Com a orientação e a persuasão, a tecnologia influencia
ainda o estilo de vida. Nos mesmos exemplos, primeiramente conforme o valor da
eficiência do tráfego, ou conforme o valor da sustentabilidade ambiental, e conforme
o valor da segurança pública.
O segundo modo de interação que também se verifica entre
as atuais TIC’s inteligentes urbanas e os habitantes e utilizadores dessas
cidades é o que o filósofo neerlandês designou “to-the-hand”: a disponibilidade
da tecnologia aos respetivos utilizadores, que normalmente ajustam os
respetivos comportamentos ao design dos artefactos sem sequer refletirem ou
decidirem sobre isso.
Nesta interação com a tecnologia que está à-mão, um
primeiro impacto é o da coerção dos utilizadores. É o caso das comuns lombas
contra a velocidade, ou do comando direto do sistema inteligente sobre cada veículo
autónomo.
Outro impacto neste modo de interação é o da “incorporação”
de tecnologias inteligentes quais extensões do corpo humano, mas que alteram as
nossas rotinas práticas. Por exemplo, pela utilização de interfaces digitais,
desde códigos QR acionados com smartphone até a implantação de dispositivos
subcutâneos.
Enfim, a interação com tecnologias inteligentes à-mão
provoca impactos subliminares. Como a sensação de se estar interconectado
globalmente, ou o deslizamento do sentido de “cidadania” de uma participação
ativa para uma mera responsividade consciente.

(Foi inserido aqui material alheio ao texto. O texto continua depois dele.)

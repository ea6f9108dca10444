use std::sync::Arc;

use serde::Serialize;

use crate::{
	adapters::repositories::{TArchiveRepository, TPostRepository},
	common::clock::Clock,
	domain::{archive::Archive, post::Post},
	services::response::ServiceError,
};

/// Outcome of a pass over the live posts.
#[derive(Clone, Debug, Default, PartialEq, Eq, Serialize)]
pub struct SweepReport {
	pub archived: Vec<i64>,
	pub deleted: Vec<i64>,
	pub failed: Vec<SweepFailure>,
}

#[derive(Clone, Debug, PartialEq, Eq, Serialize)]
pub struct SweepFailure {
	pub post_id: i64,
	pub reason: String,
}

impl SweepReport {
	pub(crate) fn record_failure(
		&mut self,
		post_id: i64,
		err: &ServiceError,
	) {
		tracing::error!(post_id, "{}", err);
		self.failed.push(SweepFailure {
			post_id,
			reason: err.to_string(),
		});
	}

	pub fn is_empty(&self) -> bool {
		self.archived.is_empty() && self.deleted.is_empty() && self.failed.is_empty()
	}
}

#[derive(Clone)]
pub struct ArchiveService {
	archives: Arc<dyn TArchiveRepository>,
	posts: Arc<dyn TPostRepository>,
	clock: Arc<dyn Clock>,
}

impl ArchiveService {
	pub fn new(
		archives: Arc<dyn TArchiveRepository>,
		posts: Arc<dyn TPostRepository>,
		clock: Arc<dyn Clock>,
	) -> Self {
		Self { archives, posts, clock }
	}

	/// Moves the post and its comments to the archive, all or nothing.
	pub async fn archive_now(
		&self,
		post_id: i64,
	) -> Result<Archive, ServiceError> {
		let post = self.posts.get(post_id).await?;
		self.archive_post(&post).await
	}

	pub(crate) async fn archive_post(
		&self,
		post: &Post,
	) -> Result<Archive, ServiceError> {
		let archive = self.archives.archive(post, self.clock.now()).await?;
		tracing::info!(post_id = archive.id, comments = archive.comments.len(), "post archived");
		Ok(archive)
	}

	/// Archives every live post whose deadline has passed. One failing post
	/// does not stop the rest; posts that vanished meanwhile are skipped.
	pub async fn archive_expired_posts(&self) -> Result<SweepReport, ServiceError> {
		let now = self.clock.now();
		let mut report = SweepReport::default();

		for post in self.posts.list().await?.into_iter().filter(|post| post.is_expired(now)) {
			match self.archive_post(&post).await {
				Ok(archive) => report.archived.push(archive.id),
				Err(err) if err.is_not_found() => tracing::debug!(post_id = post.id, "post gone before it could be archived"),
				Err(err) => report.record_failure(post.id, &err),
			}
		}
		Ok(report)
	}

	pub async fn list_archived(&self) -> Result<Vec<Archive>, ServiceError> {
		self.archives.list().await
	}

	pub async fn get_archived(
		&self,
		id: i64,
	) -> Result<Archive, ServiceError> {
		self.archives.get(id).await
	}
}
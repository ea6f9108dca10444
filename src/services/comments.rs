use std::sync::Arc;

use crate::{
	adapters::repositories::{TCommentRepository, TPostRepository},
	common::clock::Clock,
	domain::{commands::CreateComment, comment::Comment},
	services::response::ServiceError,
};

#[derive(Clone)]
pub struct CommentService {
	comments: Arc<dyn TCommentRepository>,
	posts: Arc<dyn TPostRepository>,
	clock: Arc<dyn Clock>,
}

impl CommentService {
	pub fn new(
		comments: Arc<dyn TCommentRepository>,
		posts: Arc<dyn TPostRepository>,
		clock: Arc<dyn Clock>,
	) -> Self {
		Self { comments, posts, clock }
	}

	/// Stores the comment and, if needed, pushes the thread's deadline to its
	/// single extension target (creation + 15 minutes).
	pub async fn create_comment(
		&self,
		cmd: CreateComment,
	) -> Result<Comment, ServiceError> {
		let comment = Comment::new(cmd, self.clock.now())?;
		let mut post = self.posts.get(comment.post_id).await?;

		if let Some(parent_id) = comment.reply_to_comment_id {
			self.reply_target(post.id, parent_id).await?;
		}

		let comment = self.comments.add(comment).await?;

		if let Some(target) = post.extend_for_comment() {
			match self.posts.extend_expiration(post.id, target).await {
				Ok(expires_at) => tracing::debug!(post_id = post.id, %expires_at, "post lifetime extended"),
				// the comment is already stored; the thread keeps its current deadline
				Err(err) => tracing::warn!(post_id = post.id, "failed to extend post lifetime: {}", err),
			}
		}

		tracing::info!(comment_id = comment.id, post_id = comment.post_id, reply_to = ?comment.reply_to_comment_id, "comment created");
		Ok(comment)
	}

	pub async fn get_comment(
		&self,
		id: i64,
	) -> Result<Comment, ServiceError> {
		self.comments.get(id).await
	}

	/// The comment `parent_id` of post `post_id`. A comment of another post is
	/// reported as not found.
	pub async fn reply_target(
		&self,
		post_id: i64,
		parent_id: i64,
	) -> Result<Comment, ServiceError> {
		match self.get_comment(parent_id).await {
			Ok(parent) if parent.post_id == post_id => Ok(parent),
			Ok(_) => Err(ServiceError::not_found(format!("comment {parent_id} in post {post_id}"))),
			Err(err) if err.is_not_found() => Err(ServiceError::not_found(format!("reply-to comment {parent_id}"))),
			Err(err) => Err(err),
		}
	}

	pub async fn list_comments_of_post(
		&self,
		post_id: i64,
	) -> Result<Vec<Comment>, ServiceError> {
		self.comments.list_by_post(post_id).await
	}

	pub async fn list_replies(
		&self,
		comment_id: i64,
	) -> Result<Vec<Comment>, ServiceError> {
		self.comments.list_replies(comment_id).await
	}
}
use axum::{
	headers::{Cookie, HeaderMapExt},
	http::{header::SET_COOKIE, HeaderMap, HeaderValue, Request},
	middleware::Next,
	response::Response,
};
use base64::{engine::general_purpose::URL_SAFE_NO_PAD, Engine as _};
use chrono::{DateTime, Utc};

use crate::{domain::session::Session, services::response::ServiceError};

pub const SESSION_ID_COOKIE: &str = "session_id";
pub const SESSION_NAME_COOKIE: &str = "session_name";

/// Author identity carried by the request's session cookies.
#[derive(Clone, Debug, PartialEq, Eq)]
pub struct SessionIdentity {
	pub id: String,
	pub name: String,
}

/// Rejects requests without both session cookies and exposes the identity
/// to handlers as an `Extension<SessionIdentity>`.
pub async fn require_session<B>(
	mut request: Request<B>,
	next: Next<B>,
) -> Result<Response, ServiceError> {
	let identity = {
		let cookies = request
			.headers()
			.typed_get::<Cookie>()
			.ok_or_else(|| ServiceError::Unauthorized("session cookie missing".into()))?;

		let id = cookies
			.get(SESSION_ID_COOKIE)
			.filter(|id| !id.is_empty())
			.ok_or_else(|| ServiceError::Unauthorized("session cookie missing".into()))?
			.to_string();
		let name = cookies
			.get(SESSION_NAME_COOKIE)
			.and_then(decode_name)
			.filter(|name| !name.trim().is_empty())
			.ok_or_else(|| ServiceError::Unauthorized("session name cookie missing".into()))?;
		SessionIdentity { id, name }
	};

	request.extensions_mut().insert(identity);
	Ok(next.run(request).await)
}

/// Names are free text, so the cookie carries them base64url-encoded.
fn encode_name(name: &str) -> String {
	URL_SAFE_NO_PAD.encode(name.as_bytes())
}

fn decode_name(raw: &str) -> Option<String> {
	let bytes = URL_SAFE_NO_PAD.decode(raw).ok()?;
	String::from_utf8(bytes).ok()
}

fn http_date(at: DateTime<Utc>) -> String {
	at.format("%a, %d %b %Y %H:%M:%S GMT").to_string()
}

fn cookie(
	name: &str,
	value: &str,
	expires: &str,
) -> Result<HeaderValue, ServiceError> {
	HeaderValue::from_str(&format!("{name}={value}; Path=/; Expires={expires}; HttpOnly; SameSite=Strict"))
		.map_err(|err| ServiceError::ParsingError(format!("invalid cookie {name}: {err}")))
}

/// `Set-Cookie` headers for both session cookies, valid until the session expires.
pub fn session_cookies(session: &Session) -> Result<HeaderMap, ServiceError> {
	let expires = http_date(session.expires_at);
	let mut headers = HeaderMap::new();
	headers.append(SET_COOKIE, cookie(SESSION_ID_COOKIE, &session.id, &expires)?);
	headers.append(SET_COOKIE, cookie(SESSION_NAME_COOKIE, &encode_name(&session.name), &expires)?);
	Ok(headers)
}

/// `Set-Cookie` headers that make the browser drop both session cookies.
pub fn clear_session_cookies() -> Result<HeaderMap, ServiceError> {
	let expires = http_date(DateTime::<Utc>::default());
	let mut headers = HeaderMap::new();
	headers.append(SET_COOKIE, cookie(SESSION_ID_COOKIE, "", &expires)?);
	headers.append(SET_COOKIE, cookie(SESSION_NAME_COOKIE, "", &expires)?);
	Ok(headers)
}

Outros impactos e liberdade
São de esperar outros modos de interação mais indireta e
correspondentes tipos de impacto sobre os habitantes das cidades inteligentes. Nomeadamente,
condições próprias a cada contexto com tecnologia imersiva, algum determinismo
desta sobre as pessoas, e prováveis efeitos colaterais. Bem como impactos sobre
as nossas conceções mais utópicas, mais distópicas, ou ambivalentes e
porventura ambíguas sobre a civilização que vivemos.
No entanto, nos esperados projetos e debates autárquicos
sobre a imersão de TIC’s inteligentes nos nossos concelhos, poderemos começar
pelos impactos próprios às interações diretas de que já existem verificações
empíricas. Particularmente, em relação à óbvia possibilidade de controlo da
generalidade das pessoas pelos operadores dessas tecnologias.
Além de outros impactos sempre possíveis em projetos públicos ditos
de “Potencial Interesse Nacional”, como o PlanIT Valley – nomeadamente nos
orçamentos de Estado e dívida pública, por um lado, e em contas offshore de alguns donos do Estado, por outro… Mas outras pessoas comentarão melhor
estes outros impactos. Aqui, ainda neste período de pré-campanha autárquica, voltaremos
antes à relação entre as cidades inteligentes e a liberdade dos seus habitantes.